**THE DATA:**
┄┄┄┄┄┄
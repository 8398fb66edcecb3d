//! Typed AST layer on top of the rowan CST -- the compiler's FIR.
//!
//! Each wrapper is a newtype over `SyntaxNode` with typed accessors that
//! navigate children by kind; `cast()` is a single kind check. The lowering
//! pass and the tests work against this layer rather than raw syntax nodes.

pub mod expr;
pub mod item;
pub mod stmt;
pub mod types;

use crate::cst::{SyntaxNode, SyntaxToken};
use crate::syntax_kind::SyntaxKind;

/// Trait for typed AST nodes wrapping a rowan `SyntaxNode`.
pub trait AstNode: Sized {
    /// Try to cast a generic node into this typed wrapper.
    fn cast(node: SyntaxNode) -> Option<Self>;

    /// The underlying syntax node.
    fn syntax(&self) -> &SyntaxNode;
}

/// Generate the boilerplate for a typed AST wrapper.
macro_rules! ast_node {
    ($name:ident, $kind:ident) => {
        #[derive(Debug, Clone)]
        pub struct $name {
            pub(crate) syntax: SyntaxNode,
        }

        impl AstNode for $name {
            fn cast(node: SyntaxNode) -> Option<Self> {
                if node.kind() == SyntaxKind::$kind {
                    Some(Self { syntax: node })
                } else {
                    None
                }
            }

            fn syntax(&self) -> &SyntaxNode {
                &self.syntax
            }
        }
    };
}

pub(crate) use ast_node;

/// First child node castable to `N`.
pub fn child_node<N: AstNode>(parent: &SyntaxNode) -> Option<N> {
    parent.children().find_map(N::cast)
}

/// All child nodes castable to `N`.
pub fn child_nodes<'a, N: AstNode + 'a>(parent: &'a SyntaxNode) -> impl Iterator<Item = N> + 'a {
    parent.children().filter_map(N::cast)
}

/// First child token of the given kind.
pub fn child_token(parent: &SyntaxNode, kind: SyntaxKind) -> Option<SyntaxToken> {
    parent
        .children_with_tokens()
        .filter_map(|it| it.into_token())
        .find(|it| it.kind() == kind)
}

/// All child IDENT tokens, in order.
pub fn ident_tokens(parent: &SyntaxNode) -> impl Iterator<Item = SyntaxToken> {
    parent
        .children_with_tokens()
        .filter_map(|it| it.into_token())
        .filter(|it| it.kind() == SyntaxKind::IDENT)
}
┄┄┄┄┄┄
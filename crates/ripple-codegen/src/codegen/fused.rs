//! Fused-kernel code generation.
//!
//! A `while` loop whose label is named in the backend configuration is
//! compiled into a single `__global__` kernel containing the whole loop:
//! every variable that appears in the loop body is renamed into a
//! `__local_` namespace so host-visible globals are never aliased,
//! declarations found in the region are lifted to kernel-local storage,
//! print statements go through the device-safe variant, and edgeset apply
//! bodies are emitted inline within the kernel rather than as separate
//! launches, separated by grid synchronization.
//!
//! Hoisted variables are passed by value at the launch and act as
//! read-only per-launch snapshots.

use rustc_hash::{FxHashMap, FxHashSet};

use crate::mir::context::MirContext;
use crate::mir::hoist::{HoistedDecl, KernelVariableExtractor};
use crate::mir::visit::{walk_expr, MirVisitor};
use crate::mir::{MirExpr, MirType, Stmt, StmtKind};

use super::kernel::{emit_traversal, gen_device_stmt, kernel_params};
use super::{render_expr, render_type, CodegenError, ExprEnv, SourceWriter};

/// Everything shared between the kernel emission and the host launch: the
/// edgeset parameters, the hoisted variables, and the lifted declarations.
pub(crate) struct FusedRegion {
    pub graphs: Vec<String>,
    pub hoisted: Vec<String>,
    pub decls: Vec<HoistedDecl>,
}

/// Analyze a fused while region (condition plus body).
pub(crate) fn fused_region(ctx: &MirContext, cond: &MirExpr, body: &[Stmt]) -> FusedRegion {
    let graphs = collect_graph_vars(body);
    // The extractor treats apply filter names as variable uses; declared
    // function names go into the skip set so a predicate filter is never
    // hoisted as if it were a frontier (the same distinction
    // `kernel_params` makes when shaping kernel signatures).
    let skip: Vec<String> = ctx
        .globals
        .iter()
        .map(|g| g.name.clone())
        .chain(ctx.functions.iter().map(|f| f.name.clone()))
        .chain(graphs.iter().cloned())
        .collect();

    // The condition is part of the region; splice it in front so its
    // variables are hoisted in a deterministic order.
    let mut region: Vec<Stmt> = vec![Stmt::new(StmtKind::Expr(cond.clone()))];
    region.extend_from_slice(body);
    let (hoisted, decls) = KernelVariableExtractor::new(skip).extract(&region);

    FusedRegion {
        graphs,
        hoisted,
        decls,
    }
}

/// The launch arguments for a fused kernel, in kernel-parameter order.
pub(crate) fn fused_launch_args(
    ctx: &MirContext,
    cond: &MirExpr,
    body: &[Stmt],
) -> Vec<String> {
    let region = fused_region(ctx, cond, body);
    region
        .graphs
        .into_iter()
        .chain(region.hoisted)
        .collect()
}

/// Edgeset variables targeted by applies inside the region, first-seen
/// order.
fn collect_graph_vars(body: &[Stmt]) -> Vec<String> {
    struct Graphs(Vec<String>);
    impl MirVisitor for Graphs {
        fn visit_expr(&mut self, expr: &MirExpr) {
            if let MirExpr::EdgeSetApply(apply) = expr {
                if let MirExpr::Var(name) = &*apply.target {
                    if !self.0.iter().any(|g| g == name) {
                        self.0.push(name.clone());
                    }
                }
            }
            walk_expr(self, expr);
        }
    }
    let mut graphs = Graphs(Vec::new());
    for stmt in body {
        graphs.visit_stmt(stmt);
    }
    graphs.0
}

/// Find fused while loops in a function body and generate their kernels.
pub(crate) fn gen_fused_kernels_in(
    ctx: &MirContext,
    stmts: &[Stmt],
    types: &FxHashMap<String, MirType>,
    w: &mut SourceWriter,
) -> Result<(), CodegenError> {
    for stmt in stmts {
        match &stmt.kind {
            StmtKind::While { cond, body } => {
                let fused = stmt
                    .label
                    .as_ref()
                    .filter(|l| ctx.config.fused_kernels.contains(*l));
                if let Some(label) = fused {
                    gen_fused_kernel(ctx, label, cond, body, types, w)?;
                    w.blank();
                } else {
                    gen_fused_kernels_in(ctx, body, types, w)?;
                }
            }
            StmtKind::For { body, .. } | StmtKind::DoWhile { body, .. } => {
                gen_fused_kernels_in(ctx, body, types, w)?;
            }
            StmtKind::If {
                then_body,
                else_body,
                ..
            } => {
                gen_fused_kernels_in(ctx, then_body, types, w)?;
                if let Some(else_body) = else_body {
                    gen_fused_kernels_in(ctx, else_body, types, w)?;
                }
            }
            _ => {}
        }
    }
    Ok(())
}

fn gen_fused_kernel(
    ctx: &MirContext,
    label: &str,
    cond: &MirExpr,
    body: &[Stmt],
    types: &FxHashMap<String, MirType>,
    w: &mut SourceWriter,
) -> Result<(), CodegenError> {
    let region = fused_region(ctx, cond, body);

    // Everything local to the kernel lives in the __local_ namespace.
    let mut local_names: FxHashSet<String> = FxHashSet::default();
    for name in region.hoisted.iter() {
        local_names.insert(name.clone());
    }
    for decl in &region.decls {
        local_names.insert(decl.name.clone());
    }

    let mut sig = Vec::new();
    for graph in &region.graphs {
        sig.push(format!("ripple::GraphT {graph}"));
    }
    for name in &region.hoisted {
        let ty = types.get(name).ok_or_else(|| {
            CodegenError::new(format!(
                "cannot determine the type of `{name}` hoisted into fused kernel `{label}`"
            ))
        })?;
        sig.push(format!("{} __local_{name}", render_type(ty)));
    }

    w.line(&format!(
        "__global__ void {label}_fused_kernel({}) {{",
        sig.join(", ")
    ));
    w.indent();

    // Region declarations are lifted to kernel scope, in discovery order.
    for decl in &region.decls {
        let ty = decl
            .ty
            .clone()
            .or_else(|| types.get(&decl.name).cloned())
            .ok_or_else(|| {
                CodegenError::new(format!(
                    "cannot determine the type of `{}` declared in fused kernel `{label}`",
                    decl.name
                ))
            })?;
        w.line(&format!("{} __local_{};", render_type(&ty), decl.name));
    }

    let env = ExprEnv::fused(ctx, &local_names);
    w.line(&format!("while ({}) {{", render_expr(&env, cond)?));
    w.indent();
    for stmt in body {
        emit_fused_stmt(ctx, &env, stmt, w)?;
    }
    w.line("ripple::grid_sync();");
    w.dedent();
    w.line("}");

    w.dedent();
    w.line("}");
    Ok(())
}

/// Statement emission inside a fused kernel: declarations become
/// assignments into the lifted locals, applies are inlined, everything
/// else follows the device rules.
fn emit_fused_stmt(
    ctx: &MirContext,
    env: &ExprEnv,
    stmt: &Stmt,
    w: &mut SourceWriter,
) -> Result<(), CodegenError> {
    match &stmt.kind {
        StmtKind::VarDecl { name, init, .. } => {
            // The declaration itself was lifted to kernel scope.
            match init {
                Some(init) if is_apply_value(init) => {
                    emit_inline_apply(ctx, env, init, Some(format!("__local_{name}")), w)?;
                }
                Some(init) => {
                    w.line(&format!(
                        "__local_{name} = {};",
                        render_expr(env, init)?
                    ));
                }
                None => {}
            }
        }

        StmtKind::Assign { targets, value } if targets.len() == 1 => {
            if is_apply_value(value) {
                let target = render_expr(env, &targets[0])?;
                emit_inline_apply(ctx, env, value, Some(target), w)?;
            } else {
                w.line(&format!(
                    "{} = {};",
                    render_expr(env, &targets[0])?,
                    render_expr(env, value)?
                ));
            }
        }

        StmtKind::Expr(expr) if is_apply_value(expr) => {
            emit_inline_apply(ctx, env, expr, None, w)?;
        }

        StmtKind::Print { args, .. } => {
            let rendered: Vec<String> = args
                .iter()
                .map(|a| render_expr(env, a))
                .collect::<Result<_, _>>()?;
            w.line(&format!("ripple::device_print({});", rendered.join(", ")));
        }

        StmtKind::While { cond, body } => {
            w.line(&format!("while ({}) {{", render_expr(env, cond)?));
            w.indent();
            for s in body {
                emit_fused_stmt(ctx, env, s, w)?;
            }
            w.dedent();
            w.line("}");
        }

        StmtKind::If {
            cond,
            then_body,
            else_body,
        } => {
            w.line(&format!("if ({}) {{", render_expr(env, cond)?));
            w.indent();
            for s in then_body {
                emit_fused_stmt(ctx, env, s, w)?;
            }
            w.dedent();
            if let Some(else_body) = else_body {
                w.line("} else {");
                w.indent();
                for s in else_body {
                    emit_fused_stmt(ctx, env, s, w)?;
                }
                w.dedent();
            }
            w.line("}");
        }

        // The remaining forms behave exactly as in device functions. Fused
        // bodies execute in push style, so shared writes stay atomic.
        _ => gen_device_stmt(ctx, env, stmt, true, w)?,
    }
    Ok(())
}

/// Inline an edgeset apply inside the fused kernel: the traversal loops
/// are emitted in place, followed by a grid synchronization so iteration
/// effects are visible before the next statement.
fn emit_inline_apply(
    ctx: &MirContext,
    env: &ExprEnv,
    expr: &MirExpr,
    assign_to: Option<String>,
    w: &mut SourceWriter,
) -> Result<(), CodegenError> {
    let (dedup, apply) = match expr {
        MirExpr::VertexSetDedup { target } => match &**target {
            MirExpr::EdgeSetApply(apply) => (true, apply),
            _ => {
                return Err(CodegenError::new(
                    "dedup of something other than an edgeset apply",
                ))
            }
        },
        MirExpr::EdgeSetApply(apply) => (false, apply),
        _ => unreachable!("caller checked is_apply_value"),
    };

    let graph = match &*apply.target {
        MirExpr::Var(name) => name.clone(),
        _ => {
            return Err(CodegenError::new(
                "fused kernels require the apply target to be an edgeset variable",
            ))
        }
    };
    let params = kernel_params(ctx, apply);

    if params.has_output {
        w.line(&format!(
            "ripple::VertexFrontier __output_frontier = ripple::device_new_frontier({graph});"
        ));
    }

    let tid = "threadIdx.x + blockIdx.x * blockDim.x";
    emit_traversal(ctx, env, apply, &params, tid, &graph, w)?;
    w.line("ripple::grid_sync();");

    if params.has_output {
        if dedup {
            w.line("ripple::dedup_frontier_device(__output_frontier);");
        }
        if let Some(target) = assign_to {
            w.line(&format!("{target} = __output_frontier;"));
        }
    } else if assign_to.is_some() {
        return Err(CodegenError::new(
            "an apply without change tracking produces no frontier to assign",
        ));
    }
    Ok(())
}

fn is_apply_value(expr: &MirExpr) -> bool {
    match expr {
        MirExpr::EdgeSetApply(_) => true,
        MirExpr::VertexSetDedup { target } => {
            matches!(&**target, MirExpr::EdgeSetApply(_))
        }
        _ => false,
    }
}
┄┄┄┄┄┄
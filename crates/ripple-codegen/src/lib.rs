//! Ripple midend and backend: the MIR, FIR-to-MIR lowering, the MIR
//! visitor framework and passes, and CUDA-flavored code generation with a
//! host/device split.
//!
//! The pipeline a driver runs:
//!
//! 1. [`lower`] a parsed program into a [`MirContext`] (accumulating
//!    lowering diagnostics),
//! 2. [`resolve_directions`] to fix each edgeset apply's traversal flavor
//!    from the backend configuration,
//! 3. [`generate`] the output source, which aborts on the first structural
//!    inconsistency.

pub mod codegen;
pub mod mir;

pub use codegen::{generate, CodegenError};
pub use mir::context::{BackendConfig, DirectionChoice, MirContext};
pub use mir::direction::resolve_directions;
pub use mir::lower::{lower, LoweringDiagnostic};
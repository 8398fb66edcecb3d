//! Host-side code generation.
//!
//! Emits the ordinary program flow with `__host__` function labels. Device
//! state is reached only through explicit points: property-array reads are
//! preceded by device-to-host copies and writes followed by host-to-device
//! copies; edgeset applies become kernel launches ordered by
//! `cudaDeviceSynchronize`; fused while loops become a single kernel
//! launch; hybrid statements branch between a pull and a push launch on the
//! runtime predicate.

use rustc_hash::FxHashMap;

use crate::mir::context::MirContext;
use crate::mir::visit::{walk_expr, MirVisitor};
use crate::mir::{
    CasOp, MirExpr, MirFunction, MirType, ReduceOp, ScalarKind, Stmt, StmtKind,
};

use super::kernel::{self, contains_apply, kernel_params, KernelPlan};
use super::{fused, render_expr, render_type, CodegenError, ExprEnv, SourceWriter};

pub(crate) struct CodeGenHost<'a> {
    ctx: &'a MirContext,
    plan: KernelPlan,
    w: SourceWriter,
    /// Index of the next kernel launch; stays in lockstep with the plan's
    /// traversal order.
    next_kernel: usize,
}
┄┄┄┄┄┄
**REQUIRED ACTION:**
Filter the records for lines holding the string "cannot". Copy each one.

**RESPONSE AREA:**
                "cannot determine the type of `{name}` hoisted into fused kernel `{label}`"
                    "cannot determine the type of `{}` declared in fused kernel `{label}`",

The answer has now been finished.